Last week we showed you how the primary election on August 2nd was a tremendous victory for moderate values. We also took pains to remind you that there is more work to be done, we've only begin to turn the ship around, and more critical races are being decided in November. We will talk about those races, but today, we wanted to talk about how these primaries were won.
It's going to end like this: where people worked hard, voting was way up, and moderates won.
Like many of our partners in advocacy, MainStream organized volunteers. Our interns canvassed to get out the vote, and our PAC supported candidates in Johnson County. Specifically, a few races in Johnson County where we thought we could make a difference. Moderates won a majority of those races, and looking at the data from this year, from 2014, and from 2012, there are a few lessons we can learn.
The number of votes went way up
Since 2012, voter registrations have risen in Johnson County by 16,755 (4.5%). The areas with the most grassroots energy and the ones we targeted account for just 44% of all registered voters, but 62% of the increase, or 10,454 voters.
But the number of votes cast in Johnson County went up 14,194, a whopping 22% over 2012. In the areas we worked, accounting for 51% of all votes cast, votes cast were up 8,558, or 60% of the increase.
Clearly, while voter registrations did increase, voters were much more engaged, and in the areas where moderates won, even more so.
As a result, turnout was up
Turnout in Johnson County reached 20.23%. Not an inspiring number, just one in five voters, but higher than in 2014 (18.45%) or in 2012 (17.33%).
But in the areas we worked, we saw 23% turnout on average, with some races as high as 27.8%!
Is that what made the difference?
Yes, turnout made a difference, but those are the results of the work done in those races by candidates, by grassroots organizations, and by organizations like ours. Turnout isn't a cause, it is the yardstick we look to at the end. Was it voter registration? Was it door to door canvassing? Get out the vote efforts? Phone calls?
Or was it just Sam Brownback dragging all the incumbents down?
What about canvassing, calling and mailing?

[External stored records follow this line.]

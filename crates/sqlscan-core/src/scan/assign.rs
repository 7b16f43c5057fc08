use super::{Field, Target};
use crate::{schema::FieldKind, stmt::Value, Error, Result};

use uuid::Uuid;

/// A scalar field that a result value can be written into.
pub trait Assign: Send {
    fn assign(&mut self, value: Value) -> Result<()>;
}

macro_rules! impl_scalar_field {
    ( $($t:ty),+ ) => {
        $(
            impl Field for $t {
                const KIND: FieldKind = FieldKind::Scalar;

                fn target(&mut self) -> Target<'_> {
                    Target::Scalar(self)
                }
            }
        )+
    };
}

impl_scalar_field!(bool, i8, i16, i32, i64, u8, u16, u32, u64, f32, f64, String, Vec<u8>, Uuid);

macro_rules! impl_assign_int {
    ( $($t:ty),+ ) => {
        $(
            impl Assign for $t {
                fn assign(&mut self, value: Value) -> Result<()> {
                    let converted = value.as_i64().and_then(|v| <$t>::try_from(v).ok());

                    match converted {
                        Some(v) => {
                            *self = v;
                            Ok(())
                        }
                        None => Err(Error::type_conversion(value, stringify!($t))),
                    }
                }
            }
        )+
    };
}

impl_assign_int!(i8, i16, i32, i64, u8, u16, u32, u64);

impl Assign for bool {
    fn assign(&mut self, value: Value) -> Result<()> {
        *self = match value {
            Value::Bool(v) => v,
            // SQLite stores booleans as 0 / 1
            _ => match value.as_i64() {
                Some(0) => false,
                Some(1) => true,
                _ => return Err(Error::type_conversion(value, "bool")),
            },
        };
        Ok(())
    }
}

impl Assign for f32 {
    fn assign(&mut self, value: Value) -> Result<()> {
        *self = match value {
            Value::F32(v) => v,
            Value::F64(v) => v as f32,
            value => return Err(Error::type_conversion(value, "f32")),
        };
        Ok(())
    }
}

impl Assign for f64 {
    fn assign(&mut self, value: Value) -> Result<()> {
        *self = match value {
            Value::F32(v) => v.into(),
            Value::F64(v) => v,
            value => return Err(Error::type_conversion(value, "f64")),
        };
        Ok(())
    }
}

impl Assign for String {
    fn assign(&mut self, value: Value) -> Result<()> {
        match value {
            Value::String(v) => {
                *self = v;
                Ok(())
            }
            value => Err(Error::type_conversion(value, "String")),
        }
    }
}

impl Assign for Vec<u8> {
    fn assign(&mut self, value: Value) -> Result<()> {
        match value {
            Value::Bytes(v) => {
                *self = v;
                Ok(())
            }
            value => Err(Error::type_conversion(value, "Vec<u8>")),
        }
    }
}

impl Assign for Uuid {
    fn assign(&mut self, value: Value) -> Result<()> {
        *self = match value {
            Value::Uuid(v) => v,
            // SQLite has no UUID type; uuids round-trip as text
            Value::String(v) => match v.parse() {
                Ok(id) => id,
                Err(_) => return Err(Error::type_conversion(Value::String(v), "Uuid")),
            },
            value => return Err(Error::type_conversion(value, "Uuid")),
        };
        Ok(())
    }
}

impl<T: Field> Assign for Option<T> {
    fn assign(&mut self, value: Value) -> Result<()> {
        if value.is_null() {
            *self = None;
            return Ok(());
        }

        let mut inner = T::default();
        match inner.target() {
            Target::Scalar(slot) => slot.assign(value)?,
            Target::Record(_) => return Err(Error::type_conversion(value, "record")),
        }
        *self = Some(inner);
        Ok(())
    }
}
use pretty_assertions::assert_eq;
use sqlscan::{column_names, locate, Record};

#[derive(Debug, Default, PartialEq, Record)]
struct Address {
    #[db("street")]
    street: String,
    #[db("city")]
    city: String,
}

#[derive(Debug, Default, PartialEq, Record)]
struct Audit {
    created_by: String,
    #[db("-")]
    note: String,
}

#[derive(Debug, Default, PartialEq, Record)]
struct Person {
    #[db("id")]
    id: i64,
    #[db("")]
    name: String,
    #[db("addr")]
    address: Address,
    shipping: Option<Address>,
    #[db("-")]
    audit: Audit,
    #[db(skip)]
    #[allow(dead_code)]
    scratch: Vec<u32>,
}

#[derive(Debug, Default, PartialEq, Record)]
struct Meta {
    version: i32,
}

#[derive(Debug, Default, PartialEq, Record)]
struct Document {
    #[db(embed)]
    meta: Meta,
    #[db("body", embed)]
    body: Address,
    title: String,
}

#[derive(Debug, Default, PartialEq, Record)]
struct Report {
    #[db("doc")]
    document: Document,
}

#[derive(Debug, Default, Record)]
struct Collides {
    street: String,
    #[db("-")]
    address: Address,
}

#[derive(Debug, Default, Record)]
struct Author {
    id: i64,
    latest: Option<Box<Post>>,
}

#[derive(Debug, Default, Record)]
struct Post {
    post_id: i64,
    author: Option<Box<Author>>,
}

#[test]
fn derived_column_names() {
    assert_eq!(
        column_names::<Person>().unwrap(),
        [
            "id",
            "name",
            "addr_street",
            "addr_city",
            "shipping_street",
            "shipping_city",
            "created_by",
        ]
    );
}

#[test]
fn embedded_record_columns() {
    assert_eq!(
        column_names::<Document>().unwrap(),
        ["version", "body_street", "body_city", "title"]
    );

    // Names inside a tagged embed are not prefixed by the parent
    assert_eq!(
        column_names::<Report>().unwrap(),
        ["doc_version", "body_street", "body_city", "doc_title"]
    );
}

#[test]
fn wrappers_share_the_record_columns() {
    let plain = column_names::<Person>().unwrap();

    assert_eq!(column_names::<Box<Person>>().unwrap(), plain);
    assert_eq!(column_names::<Option<Person>>().unwrap(), plain);
}

#[test]
fn column_names_are_cached() {
    let first = column_names::<Person>().unwrap();
    let second = column_names::<Person>().unwrap();

    assert!(std::ptr::eq(first, second));
}

#[test]
fn scalar_types_have_no_columns() {
    let err = column_names::<String>().unwrap_err();
    assert!(err.is_invalid_argument());
}

#[test]
fn locate_rejects_colliding_columns() {
    let mut record = Collides::default();
    let columns = vec!["street".to_string()];

    let err = locate(&mut record, &columns).unwrap_err();
    assert!(err.is_invalid_argument());
    assert_eq!(
        err.to_string(),
        "invalid argument: column `street` is mapped by more than one field"
    );
}

#[test]
fn mutually_nested_records_are_rejected() {
    let err = column_names::<Author>().unwrap_err();
    assert!(err.is_invalid_argument());
    assert_eq!(
        err.to_string(),
        "invalid argument: record `Author` contains itself through field `Post.author`"
    );

    let mut author = Author::default();
    let err = locate(&mut author, &["id".to_string()]).unwrap_err();
    assert!(err.is_invalid_argument());
}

We have evidence that it wasn't just Brownback's shadow that made the difference, that it was, in fact, the efforts, the work, that was put in.
In two races where we worked, we overlapped our work in a Senate district with the House districts it contained. There were a number of precincts in those House districts that we did not call, canvass, or mail, because they weren't in the Senate district. That lets us compare the results of the election in those districts, where we worked and where we did not.
Where we worked in House district 14, turnout was 5.4% higher in the precincts we did not. And 10% more votes were cast. Where we worked in House district 17, turnout was 6.3% higher, and 12% more votes were cast. In fact, turnout in the areas we worked of House 17 reached 29%!
Confirmed: your work counts
You know your vote counts. But we have the evidence now that your work counts, too. When we ask you to do more than vote, you know it will make a difference.
Over the next two months we will be asking you to get out and work some more. We have the opportunity to flip the Senate in Topeka, and to wrest the House back towards the middle.
Do more than vote. It works.
P.S. - many thanks to the dedicated staff at the Johnson County Election Office for their work compiling and making data available.